My four-year-old son has an attitude at times that would rival the most surly teenager's, I'm sure of it. (I can feel my friends with teenagers smile.) Yet, I'm curious: from where did this at-ti-tood arise?

"Can you please put your plate in the kitchen?" I asked him today.

"Why do I have to do everything around here?" he replied.

Huh! Where'd he pick that up from? My first instinct is to rummage through my mind to see if that's the sort of thing I'd say. It could well be.

On particularly stressful days, when the alarm of my 20-month-old daughter shrills at 5.30am – "Mum, Mum, Mum..." – I look down the tunnel of the day and already feel exhausted. I know I won't get a real break until they are in bed that evening.

It'll be one chore after the next until day's end: feed the kids, do the dishes, put the wash on, pay the bills, feed the kids, check in on what needs to be done on the work front, hang out the wash, feed the kids, take the kids to the park, buy something for dinner, feed the kids, take the wash in, do the dishes, answer phone calls for work, feed the kids, do the dishes, bath the kids, read books to the kids, put the kids to bed, respond to emails. Phew! It's 9.30pm and I still haven't had a full cup of tea.

Yep, on days like that, you could very well hear me scream, "Why do I have to do everything around here?"

Then, again, maybe it's not me who's planted these ideas into my son's head, but the shows he watches on TV. I figure they're just cartoons, innocent enough, but when I saw a PG advertisement on one of the Foxtel cartoon channels he watches the other day – parental guidance recommended for children under 15 – I started to question my reliance on TV as a babysitter.

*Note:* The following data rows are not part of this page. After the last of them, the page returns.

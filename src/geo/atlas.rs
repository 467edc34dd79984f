//! World boundary polygons
//!
//! The land layer comes from the `world-atlas` TopoJSON bundle. It is
//! loaded at most once per process on a background thread and published
//! through [`AtlasCache`]; the frame loop only ever takes a snapshot.

use super::GeoCoord;
use anyhow::{anyhow, bail, Context, Result};
use serde::Deserialize;
use std::collections::HashMap;
use std::fs;
use std::io::Read;
use std::path::{Path, PathBuf};
use std::sync::{Arc, Condvar, Mutex};
use std::thread;
use std::time::{Duration, Instant};

pub const DEFAULT_ATLAS_URL: &str = "https://cdn.jsdelivr.net/npm/world-atlas@2/countries-110m.json";

/// Object inside the topology holding the country geometries
const COUNTRIES_OBJECT: &str = "countries";

/// Upper bound on a downloaded atlas (the 110m bundle is ~100KB)
const MAX_ATLAS_SIZE: u64 = 20 * 1024 * 1024;

const FETCH_TIMEOUT: Duration = Duration::from_secs(15);

pub type Ring = Vec<GeoCoord>;
/// Exterior ring followed by any holes.
pub type Polygon = Vec<Ring>;

#[derive(Debug, Clone)]
pub struct Feature {
    pub name: String,
    pub polygons: Vec<Polygon>,
    /// Spherical area centroid
    pub centroid: GeoCoord,
}

#[derive(Debug, Clone, Default)]
pub struct WorldAtlas {
    pub features: Vec<Feature>,
}

// ============================================================================
// TopoJSON decoding
// ============================================================================

#[derive(Deserialize)]
struct Topology {
    #[serde(default)]
    transform: Option<Transform>,
    arcs: Vec<Vec<Vec<f64>>>,
    objects: HashMap<String, Geometry>,
}

#[derive(Deserialize)]
struct Transform {
    scale: [f64; 2],
    translate: [f64; 2],
}

#[derive(Deserialize, Default)]
struct Properties {
    name: Option<String>,
}

#[derive(Deserialize)]
#[serde(tag = "type")]
enum Geometry {
    GeometryCollection {
        geometries: Vec<Geometry>,
    },
    Polygon {
        arcs: Vec<Vec<i64>>,
        #[serde(default)]
        properties: Option<Properties>,
    },
    MultiPolygon {
        arcs: Vec<Vec<Vec<i64>>>,
        #[serde(default)]
        properties: Option<Properties>,
    },
    #[serde(other)]
    Other,
}

impl WorldAtlas {
    /// Decode the `countries` object of a TopoJSON topology.
    pub fn from_topojson(bytes: &[u8]) -> Result<Self> {
        let topology: Topology = serde_json::from_slice(bytes).context("invalid TopoJSON")?;
        let arcs = decode_arcs(&topology.arcs, topology.transform.as_ref());

        let root = topology
            .objects
            .get(COUNTRIES_OBJECT)
            .ok_or_else(|| anyhow!("topology has no '{}' object", COUNTRIES_OBJECT))?;

        let mut features = Vec::new();
        collect_features(root, &arcs, &mut features)?;
        Ok(Self { features })
    }
}

/// Undo quantisation and delta encoding.
fn decode_arcs(raw: &[Vec<Vec<f64>>], transform: Option<&Transform>) -> Vec<Vec<GeoCoord>> {
    raw.iter()
        .map(|arc| {
            let (mut x, mut y) = (0.0, 0.0);
            arc.iter()
                .filter(|p| p.len() >= 2)
                .map(|p| match transform {
                    Some(t) => {
                        x += p[0];
                        y += p[1];
                        GeoCoord::new(x * t.scale[0] + t.translate[0], y * t.scale[1] + t.translate[1])
                    }
                    None => GeoCoord::new(p[0], p[1]),
                })
                .collect()
        })
        .collect()
}

fn collect_features(geometry: &Geometry, arcs: &[Vec<GeoCoord>], out: &mut Vec<Feature>) -> Result<()> {
    match geometry {
        Geometry::GeometryCollection { geometries } => {
            for g in geometries {
                collect_features(g, arcs, out)?;
            }
        }
        Geometry::Polygon { arcs: rings, properties } => {
            let polygon = stitch_polygon(rings, arcs)?;
            out.push(Feature::new(feature_name(properties), vec![polygon]));
        }
        Geometry::MultiPolygon { arcs: polygons, properties } => {
            let polygons = polygons
                .iter()
                .map(|rings| stitch_polygon(rings, arcs))
                .collect::<Result<Vec<_>>>()?;
            out.push(Feature::new(feature_name(properties), polygons));
        }
        Geometry::Other => {}
    }
    Ok(())
}

fn feature_name(properties: &Option<Properties>) -> String {
    properties
        .as_ref()
        .and_then(|p| p.name.clone())
        .unwrap_or_default()
}

fn stitch_polygon(rings: &[Vec<i64>], arcs: &[Vec<GeoCoord>]) -> Result<Polygon> {
    rings.iter().map(|indices| stitch_ring(indices, arcs)).collect()
}

/// Join arcs into one ring. A negative index `~i` is arc `i` reversed;
/// consecutive arcs share their joining point.
fn stitch_ring(indices: &[i64], arcs: &[Vec<GeoCoord>]) -> Result<Ring> {
    let mut ring: Ring = Vec::new();
    for &index in indices {
        let (arc_idx, reversed) = if index >= 0 {
            (index as usize, false)
        } else {
            ((!index) as usize, true)
        };
        let Some(arc) = arcs.get(arc_idx) else {
            bail!("arc index {} out of range ({} arcs)", index, arcs.len());
        };

        let points: Box<dyn Iterator<Item = &GeoCoord>> = if reversed {
            Box::new(arc.iter().rev())
        } else {
            Box::new(arc.iter())
        };
        let skip = usize::from(!ring.is_empty());
        ring.extend(points.skip(skip).copied());
    }
    Ok(ring)
}

impl Feature {
    fn new(name: String, polygons: Vec<Polygon>) -> Self {
        let centroid = spherical_centroid(&polygons);
        log::trace!("feature {:?}: {} polygons, centroid {:?}", name, polygons.len(), centroid);
        Self { name, polygons, centroid }
    }
}

/// Direction of the vector area of the polygons: for each edge the unit
/// normal of its great circle weighted by the edge's arc length.
fn spherical_centroid(polygons: &[Polygon]) -> GeoCoord {
    let mut area = [0.0f64; 3];
    let mut mean = [0.0f64; 3];

    for ring in polygons.iter().flatten() {
        for pair in ring.windows(2) {
            let a = pair[0].to_unit();
            let b = pair[1].to_unit();
            mean = add(mean, a);

            let n = cross(a, b);
            let sin = norm(n);
            if sin < 1e-12 {
                continue;
            }
            let theta = sin.atan2(dot(a, b));
            area = add(area, scale(n, theta / sin));
        }
    }

    if norm(area) < 1e-9 {
        return GeoCoord::from_unit(mean);
    }
    // Ring winding decides the sign; the centroid is on the polygon's side.
    if dot(area, mean) < 0.0 {
        area = scale(area, -1.0);
    }
    GeoCoord::from_unit(area)
}

fn add(a: [f64; 3], b: [f64; 3]) -> [f64; 3] {
    [a[0] + b[0], a[1] + b[1], a[2] + b[2]]
}

fn scale(a: [f64; 3], k: f64) -> [f64; 3] {
    [a[0] * k, a[1] * k, a[2] * k]
}

fn dot(a: [f64; 3], b: [f64; 3]) -> f64 {
    a[0] * b[0] + a[1] * b[1] + a[2] * b[2]
}

fn cross(a: [f64; 3], b: [f64; 3]) -> [f64; 3] {
    [
        a[1] * b[2] - a[2] * b[1],
        a[2] * b[0] - a[0] * b[2],
        a[0] * b[1] - a[1] * b[0],
    ]
}

fn norm(a: [f64; 3]) -> f64 {
    dot(a, a).sqrt()
}

// ============================================================================
// Source
// ============================================================================

#[derive(Debug, Clone, PartialEq)]
pub enum AtlasSource {
    Url(String),
    File(PathBuf),
}

impl Default for AtlasSource {
    fn default() -> Self {
        AtlasSource::Url(DEFAULT_ATLAS_URL.to_string())
    }
}

impl AtlasSource {
    /// Interpret a CLI/config value as a URL or a local path.
    pub fn parse(value: &str) -> Self {
        if value.starts_with("http://") || value.starts_with("https://") {
            AtlasSource::Url(value.to_string())
        } else {
            AtlasSource::File(PathBuf::from(value))
        }
    }

    /// Read and decode the atlas, using the on-disk cache for URLs.
    pub fn load(&self) -> Result<WorldAtlas> {
        match self {
            AtlasSource::File(path) => {
                let bytes = fs::read(path).with_context(|| format!("reading {}", path.display()))?;
                WorldAtlas::from_topojson(&bytes)
            }
            AtlasSource::Url(url) => {
                let cache_path = disk_cache_path(url);
                if let Some(path) = cache_path.as_deref().filter(|p| p.exists()) {
                    match fs::read(path).map_err(anyhow::Error::from).and_then(|b| WorldAtlas::from_topojson(&b)) {
                        Ok(atlas) => {
                            log::info!("world atlas loaded from cache {}", path.display());
                            return Ok(atlas);
                        }
                        Err(e) => log::warn!("ignoring unreadable atlas cache {}: {:#}", path.display(), e),
                    }
                }

                let bytes = fetch(url)?;
                let atlas = WorldAtlas::from_topojson(&bytes)?;
                if let Some(path) = cache_path {
                    if let Err(e) = write_cache(&path, &bytes) {
                        log::warn!("could not cache world atlas at {}: {:#}", path.display(), e);
                    }
                }
                Ok(atlas)
            }
        }
    }
}

fn fetch(url: &str) -> Result<Vec<u8>> {
    log::info!("fetching world atlas from {}", url);
    let response = ureq::get(url)
        .timeout(FETCH_TIMEOUT)
        .call()
        .with_context(|| format!("GET {}", url))?;

    let mut bytes = Vec::new();
    response
        .into_reader()
        .take(MAX_ATLAS_SIZE)
        .read_to_end(&mut bytes)
        .context("reading atlas body")?;
    Ok(bytes)
}

fn disk_cache_path(url: &str) -> Option<PathBuf> {
    let file_name = url.rsplit('/').next().filter(|n| !n.is_empty())?;
    Some(dirs::cache_dir()?.join("netwatch").join(file_name))
}

fn write_cache(path: &Path, bytes: &[u8]) -> Result<()> {
    if let Some(dir) = path.parent() {
        fs::create_dir_all(dir)?;
    }
    fs::write(path, bytes)?;
    Ok(())
}

// ============================================================================
// Process-wide cache
// ============================================================================

#[derive(Debug, Clone)]
pub enum AtlasState {
    Uninitialized,
    Loading,
    Ready(Arc<WorldAtlas>),
    Failed(String),
}

/// Longest failure reason shown on the status line.
const STATUS_REASON_CHARS: usize = 32;

impl AtlasState {
    /// Short status-line text; empty once the map is drawn or never requested.
    pub fn label(&self) -> String {
        match self {
            AtlasState::Uninitialized | AtlasState::Ready(_) => String::new(),
            AtlasState::Loading => "map loading".to_string(),
            AtlasState::Failed(reason) => {
                let mut short: String = reason.chars().take(STATUS_REASON_CHARS).collect();
                if reason.chars().count() > STATUS_REASON_CHARS {
                    short.push('…');
                }
                format!("map offline: {}", short)
            }
        }
    }
}

/// Lifecycle: `Uninitialized -> Loading -> Ready | Failed`. Only the first
/// [`AtlasCache::try_begin`] wins; later calls are no-ops.
pub struct AtlasCache {
    state: Mutex<AtlasState>,
    settled: Condvar,
}

static GLOBAL_ATLAS: AtlasCache = AtlasCache::new();

impl AtlasCache {
    pub const fn new() -> Self {
        Self {
            state: Mutex::new(AtlasState::Uninitialized),
            settled: Condvar::new(),
        }
    }

    pub fn global() -> &'static AtlasCache {
        &GLOBAL_ATLAS
    }

    pub fn state(&self) -> AtlasState {
        self.state.lock().map(|s| s.clone()).unwrap_or(AtlasState::Uninitialized)
    }

    /// Ready atlas, if any.
    pub fn atlas(&self) -> Option<Arc<WorldAtlas>> {
        match self.state() {
            AtlasState::Ready(atlas) => Some(atlas),
            _ => None,
        }
    }

    /// Move to `Loading` if nothing has started yet.
    pub fn try_begin(&self) -> bool {
        let Ok(mut state) = self.state.lock() else {
            return false;
        };
        if matches!(*state, AtlasState::Uninitialized) {
            *state = AtlasState::Loading;
            true
        } else {
            false
        }
    }

    /// Publish the outcome of a load started with [`AtlasCache::try_begin`].
    pub fn finish(&self, result: Result<WorldAtlas>) {
        let next = match result {
            Ok(atlas) => {
                log::info!("world atlas ready: {} features", atlas.features.len());
                AtlasState::Ready(Arc::new(atlas))
            }
            Err(e) => {
                log::warn!("world atlas unavailable, drawing without land: {:#}", e);
                AtlasState::Failed(format!("{:#}", e))
            }
        };
        if let Ok(mut state) = self.state.lock() {
            if matches!(*state, AtlasState::Loading) {
                *state = next;
            }
        }
        self.settled.notify_all();
    }

    /// Block until the load settles or `timeout` passes.
    pub fn wait(&self, timeout: Duration) -> Option<Arc<WorldAtlas>> {
        let deadline = Instant::now() + timeout;
        let Ok(mut state) = self.state.lock() else {
            return None;
        };
        while matches!(*state, AtlasState::Loading) {
            let remaining = deadline.saturating_duration_since(Instant::now());
            if remaining.is_zero() {
                break;
            }
            state = match self.settled.wait_timeout(state, remaining) {
                Ok((guard, _)) => guard,
                Err(_) => return None,
            };
        }
        match &*state {
            AtlasState::Ready(atlas) => Some(Arc::clone(atlas)),
            _ => None,
        }
    }

    /// Load `source` on a background thread unless a load already started.
    pub fn spawn_load(&'static self, source: AtlasSource) {
        if !self.try_begin() {
            return;
        }
        thread::spawn(move || self.finish(source.load()));
    }
}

Not that I rely on it too much, I don't think. I try to limit it to two hours a day. But I have to be honest. On some days that two hours can become three as I work to fit in one more chore, one more thing to be done, or even a little 'me' time.

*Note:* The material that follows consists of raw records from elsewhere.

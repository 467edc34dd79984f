use crate::geo::atlas::AtlasSource;

/// Tunables for the globe simulation and renderer
#[derive(Clone, Copy, Debug, PartialEq)]
pub struct GlobeConfig {
    pub rotation_speed: f64,     // degrees of lambda per tick, 0..=1
    pub attack_intensity: usize, // live attack cap, 0..=50
    pub is_playing: bool,
    pub show_graticule: bool,
    pub zoom: f64, // initial zoom, 0.5..=3
    pub show_satellites: bool,
    pub satellite_count: usize, // 0..=20
    pub major_cities_only: bool,
}

impl GlobeConfig {
    pub const MAX_ROTATION_SPEED: f64 = 1.0;
    pub const MAX_INTENSITY: usize = 50;
    pub const MAX_SATELLITES: usize = 20;

    /// Copy with every field forced into its valid range.
    pub fn clamped(self) -> Self {
        let rotation_speed = if self.rotation_speed.is_finite() {
            self.rotation_speed.clamp(0.0, Self::MAX_ROTATION_SPEED)
        } else {
            Self::default().rotation_speed
        };
        let zoom = if self.zoom.is_finite() { self.zoom.clamp(0.5, 3.0) } else { 1.0 };
        Self {
            rotation_speed,
            attack_intensity: self.attack_intensity.min(Self::MAX_INTENSITY),
            zoom,
            satellite_count: self.satellite_count.min(Self::MAX_SATELLITES),
            ..self
        }
    }
}

impl Default for GlobeConfig {
    fn default() -> Self {
        Self {
            rotation_speed: 0.2,
            attack_intensity: 10,
            is_playing: true,
            show_graticule: true,
            zoom: 1.0,
            show_satellites: true,
            satellite_count: 8,
            major_cities_only: true,
        }
    }
}

/// WLED controller sync
#[derive(Clone, Debug, PartialEq)]
pub struct LightingConfig {
    pub ip: Option<String>,
    pub brightness: u8,
    pub effect: u8, // WLED effect id, 0 = solid
}

impl Default for LightingConfig {
    fn default() -> Self {
        Self {
            ip: None,
            brightness: 128,
            effect: 0,
        }
    }
}

/// Everything a globe session needs, after CLI and config file are merged
#[derive(Clone, Debug)]
pub struct RunConfig {
    pub globe: GlobeConfig,
    pub theme_id: String,
    pub seed: Option<u64>,
    pub fps: u32,
    pub frames: Option<u64>,
    pub geography: Option<AtlasSource>, // None = no land layer
    pub lighting: LightingConfig,
}

impl Default for RunConfig {
    fn default() -> Self {
        Self {
            globe: GlobeConfig::default(),
            theme_id: "cyber".to_string(),
            seed: None,
            fps: 30,
            frames: None,
            geography: Some(AtlasSource::default()),
            lighting: LightingConfig::default(),
        }
    }
}

/// Headless render to a PNG file
#[derive(Clone, Debug)]
pub struct SnapshotConfig {
    pub run: RunConfig,
    pub out: std::path::PathBuf,
    pub ticks: u32,
    pub width: u32,
    pub height: u32,
    pub density: u32,
}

However, it's often after he's watched TV that I notice a shift in attitude. He's no longer my delightful and curious four-year-old son with an incredible imagination, who likes to tell his mother the way life is. 

As soon as I turn off the TV he becomes whiny, moody, cheeky and annoying. 

"I was watching that!" he cries as I unceremoniously turn off the TV and shut it behind closed doors.

"I don't care, you've watched enough today," I reply.

"I haven't watched hardly any shows," he moans.

"You've just watched two hours of TV. That's enough."

"It's NOOOOOOOOOOOOOT!"

After the initial outburst, it's usually another hour of whiny behaviour before he finally awakens to life and finds interest in other things, like a room full of toys!, and I see that curious four-year-old imagination take him to unexplored places once again.

TV has certainly become a tool I've used to keep my son entertained while I get on with things that need to be done, or to simple get an hour or two of 'me' time, but I'd like to think there's other things my son can do to entertain himself. I know there's the whole outside world to explore, but we live in a small flat, so that's not an option, unless I'm with him.

I think it's important that children learn to be with themselves without the stimulus of TV or computer games, or having to be constantly entertained by Mum and Dad, but I wonder what are the best ways to encourage this?

I have since found out! For the past two weeks, I've only let my son watch cartoons on Saturday mornings. After breakfast, instead of lying back zonked out in front of the TV, my son has headed to his room and discovered his toys. He's found Lego, Mr Potato Head and friends, a collection of cars and trucks, Thomas the Tank Engine train set, sticker books, even his stuffed toys have featured in elaborate plays. 

The bonus? My 21-month-old daughter doesn't like TV and when it's on and big brother is distracted, she insists I sit down and read her every single nursery rhyme book in the house – five times over! However, when big brother plays, she loves to play with him, and I can happily get on with the things that need to be done... like reading the morning paper.